While the price of gasoline in Nova Scotia decreased for the first time in seven weeks overnight, it’s dropped twice in a neighbouring province leaving an 11 cent gap.

Gasoline in Nova Scotia dropping 4.1 cents a litre at midnight making regular fuel cost about 132.6 cents a litre in metro.

In New Brunswick, the cost is 121.6 cents a litre.

NB’s Energies and Utilities Board set its price on Wednesday night. Then on Thursday it invoked its interrupter clause allowing it to make another adjustment.

News 88.9′s Andrew Cromwell said there were some vague indications the board was going to force another change.

“There had been some suggestion that it could be going down again,” Cromwell told News 95.7, Friday. “Obviously, people were looking at what was happening nationally and internationally and that, in fact, we could see prices going down again.”
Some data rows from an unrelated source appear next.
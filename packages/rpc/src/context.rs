//! Request context and the cancellation/deadline sentinels
//!
//! A [`Context`] travels with one logical request: the key/values that
//! should follow it across calls, an optional deadline and a cancellation
//! token. The two sentinels are the local errors a canceled or timed-out
//! call is reported as.

use errtrail::{c, Error};
use once_cell::sync::Lazy;
use std::time::{Duration, Instant};
use tokio_util::sync::CancellationToken;

/// Code of the cancellation sentinel
pub const CANCELED_CODE: &str = "canceled";

/// Code of the deadline sentinel
pub const DEADLINE_EXCEEDED_CODE: &str = "deadline_exceeded";

static CANCELED: Lazy<Error> = Lazy::new(|| Error::new("context canceled", &[c(CANCELED_CODE)]));

static DEADLINE_EXCEEDED: Lazy<Error> =
    Lazy::new(|| Error::new("context deadline exceeded", &[c(DEADLINE_EXCEEDED_CODE)]));

/// The local cancellation sentinel
#[must_use]
pub fn canceled() -> &'static Error {
    &CANCELED
}

/// The local deadline sentinel
#[must_use]
pub fn deadline_exceeded() -> &'static Error {
    &DEADLINE_EXCEEDED
}

/// Context passed along with a request
#[derive(Debug, Clone, Default)]
pub struct Context {
    key_values: Vec<(String, String)>,
    deadline: Option<Instant>,
    cancel: CancellationToken,
}

impl Context {
    /// Create an empty context
    #[must_use]
    pub fn new() -> Self {
        Self::default()
    }

    /// Add a key/value that follows the request
    #[must_use]
    pub fn with_key_value(mut self, key: impl Into<String>, value: impl ToString) -> Self {
        self.key_values.push((key.into(), value.to_string()));
        self
    }

    /// Set an absolute deadline
    #[must_use]
    pub fn with_deadline(mut self, deadline: Instant) -> Self {
        self.deadline = Some(deadline);
        self
    }

    /// Set a deadline relative to now
    #[must_use]
    pub fn with_timeout(self, timeout: Duration) -> Self {
        self.with_deadline(Instant::now() + timeout)
    }

    /// Use an existing cancellation token
    #[must_use]
    pub fn with_cancellation(mut self, token: CancellationToken) -> Self {
        self.cancel = token;
        self
    }

    /// Key/values in insertion order
    #[must_use]
    pub fn key_values(&self) -> &[(String, String)] {
        &self.key_values
    }

    /// The deadline, if any
    #[must_use]
    pub fn deadline(&self) -> Option<Instant> {
        self.deadline
    }

    /// Get remaining time until deadline
    #[must_use]
    pub fn time_remaining(&self) -> Option<Duration> {
        self.deadline
            .map(|deadline| deadline.saturating_duration_since(Instant::now()))
    }

    /// Check if the deadline has passed
    #[must_use]
    pub fn is_expired(&self) -> bool {
        self.deadline.is_some_and(|deadline| Instant::now() >= deadline)
    }

    /// The request's cancellation token
    #[must_use]
    pub fn cancellation(&self) -> &CancellationToken {
        &self.cancel
    }

    /// Cancel the request
    pub fn cancel(&self) {
        self.cancel.cancel();
    }

    /// Whether the request was canceled
    #[must_use]
    pub fn is_canceled(&self) -> bool {
        self.cancel.is_cancelled()
    }

    /// The sentinel describing why this request should stop, if it should
    ///
    /// Cancellation takes precedence over an expired deadline.
    #[must_use]
    pub fn err(&self) -> Option<Error> {
        if self.is_canceled() {
            Some(canceled().clone())
        } else if self.is_expired() {
            Some(deadline_exceeded().clone())
        } else {
            None
        }
    }
}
The EUB would not confirm or deny the rumours ahead of the change, and Nova Scotia’s Utility and Review Board has not made any indication that it may invoke our interrupter clause to the same effect.

The clause can be invoked at any time to adjust prices when the price of wholesale gasoline changes significantly within a week’s time.

As long as the difference in price is more than a dime, Cromwell predicts New Brunswick may gain some of Nova Scotia’s business.

“When you’re looking at a 10 minute drive between communities such as Sackville and Amherst, it may be a quieter day at Nova Scotia gas stations on the border,” he said.